Rome’s opera house has brought down the curtain on years of losses and infighting and started breaking even after cutting costs, taking special state funds and reaching a peace deal with fractious employee unions.

The Teatro dell’Opera di Roma had racked up millions of euros of losses and sacked hundreds of orchestra and chorus members last year as Italy’s deepest post-war economic crisis choked funding for the arts.

Productions were cancelled and the former honorary director, internationally renowned conductor Riccardo Muti, quit after months of strikes over conditions and staffing levels.

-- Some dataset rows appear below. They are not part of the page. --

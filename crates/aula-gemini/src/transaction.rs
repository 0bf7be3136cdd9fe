use aula_core::models::plan::LessonPlan;
use aula_core::models::reference::ReferenceData;
use aula_core::models::request::LessonPlanRequest;
use aula_core::plan::parse_plan;
use futures::{Stream, StreamExt};
use tracing::info;
use uuid::Uuid;

use crate::client::GeminiClient;
use crate::error::GeminiError;
use crate::reference::ReferenceLoader;

/// The outcome of one lesson-plan generation, held in memory only.
#[derive(Debug, Clone)]
pub struct GenerationResult {
    pub id: Uuid,
    pub model_id: String,
    pub fragment_count: usize,
    pub raw_text: String,
    pub plan: LessonPlan,
}

/// Concatenate every fragment in arrival order.
///
/// Consumes the stream; the first error ends collection.
pub async fn collect_fragments<S>(stream: S) -> Result<String, GeminiError>
where
    S: Stream<Item = Result<String, GeminiError>>,
{
    collect_with(stream, |_| {}).await.map(|(text, _)| text)
}

async fn collect_with<S, F>(stream: S, mut on_fragment: F) -> Result<(String, usize), GeminiError>
where
    S: Stream<Item = Result<String, GeminiError>>,
    F: FnMut(&str),
{
    let mut stream = Box::pin(stream);
    let mut text = String::new();
    let mut count = 0;

    while let Some(fragment) = stream.next().await {
        let fragment = fragment?;
        on_fragment(&fragment);
        text.push_str(&fragment);
        count += 1;
    }

    Ok((text, count))
}

/// Generate, stream and validate one lesson plan.
///
/// The credential and the request are checked before anything touches the
/// network, including the reference fetch. Reference data is loaded from `loader` when given,
/// otherwise the instruction carries empty datasets. Every fragment is
/// passed to `on_fragment` as it arrives.
pub async fn generate_lesson_plan<F>(
    client: &GeminiClient,
    loader: Option<&ReferenceLoader>,
    request: &LessonPlanRequest,
    on_fragment: F,
) -> Result<GenerationResult, GeminiError>
where
    F: FnMut(&str),
{
    client.api_key()?;
    request.validate()?;

    let transaction_id = Uuid::new_v4();
    let model_id = client.settings().model.clone();
    info!(transaction_id = %transaction_id, model = %model_id, "starting lesson plan generation");

    let reference = match loader {
        Some(loader) => loader.load().await,
        None => ReferenceData::empty(),
    };

    let stream = client.generate_stream(request, &reference).await?;
    let (raw_text, fragment_count) = collect_with(stream, on_fragment).await?;

    let plan = parse_plan(&raw_text)?;

    info!(
        transaction_id = %transaction_id,
        fragments = fragment_count,
        chars = raw_text.len(),
        "lesson plan generation complete"
    );

    Ok(GenerationResult {
        id: transaction_id,
        model_id,
        fragment_count,
        raw_text,
        plan,
    })
}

“Last year, the theatre was seen as an emblem, a metaphor for an Italy that did not work, that was bogged down with problems,” general director Carlo Fuortes said at a news conference in the angular grey opera house in central Rome.

But it now expects to balance its 2014 accounts, despite continued cuts in ordinary state funding, partly thanks to a programme masterminded by former culture minister Massimo Bray.

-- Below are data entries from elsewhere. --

//! Parsing and validation of generated Plan Documents.
//!
//! Generated text comes from an untrusted remote model. It is turned into a
//! [`LessonPlan`] here and nowhere else, so renderers and exporters only
//! ever see documents that passed these checks.

use crate::error::CoreError;
use crate::models::plan::{LessonPlan, LessonPlanResponse};

/// Parse the concatenated generation output into a validated plan.
///
/// Serde enforces the presence and type of every required field. The
/// explicit checks below cover what the type system cannot: required
/// strings that must carry content.
pub fn parse_plan(text: &str) -> Result<LessonPlan, CoreError> {
    let response: LessonPlanResponse = serde_json::from_str(text.trim())
        .map_err(|e| CoreError::MalformedPlan(e.to_string()))?;

    validate_plan(&response.lesson_plan)?;
    Ok(response.lesson_plan)
}

/// Structural checks beyond what deserialization guarantees.
///
/// Stage durations are deliberately not compared with the total duration.
pub fn validate_plan(plan: &LessonPlan) -> Result<(), CoreError> {
    require_text("title", &plan.title)?;
    require_text("specific_competency.code", &plan.specific_competency.code)?;
    require_text("specific_competency.text", &plan.specific_competency.text)?;

    for (i, stage) in plan.methodology.iter().enumerate() {
        require_text(&format!("methodology[{i}].stage"), &stage.stage)?;
    }

    Ok(())
}

fn require_text(field: &str, value: &str) -> Result<(), CoreError> {
    if value.trim().is_empty() {
        return Err(CoreError::MalformedPlan(format!(
            "required field {field} is blank"
        )));
    }
    Ok(())
}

Under the Bray scheme, which pledged funds to theatres that presented a credible turnaround plan, the opera house received a €15 million chunk of funds in January, allowing it to pay performers, suppliers, and public authorities.

A deal struck with unions should stave off the risk of more strikes until 2016, and box office takings from one-off and season tickets so far this year are almost triple what they were in the same period last year.

Fuortes said sales were unlikely to triple in each of the three coming quarters, but the Bray funds had definitively resolved many financial problems at the theatre, which was now “working normally”.

The main opera house is preparing to open a production of Aida on Thursday. The theatre also stages concerts at the ruined baths of Caracalla, where Elton John and Bob Dylan are due to play this summer.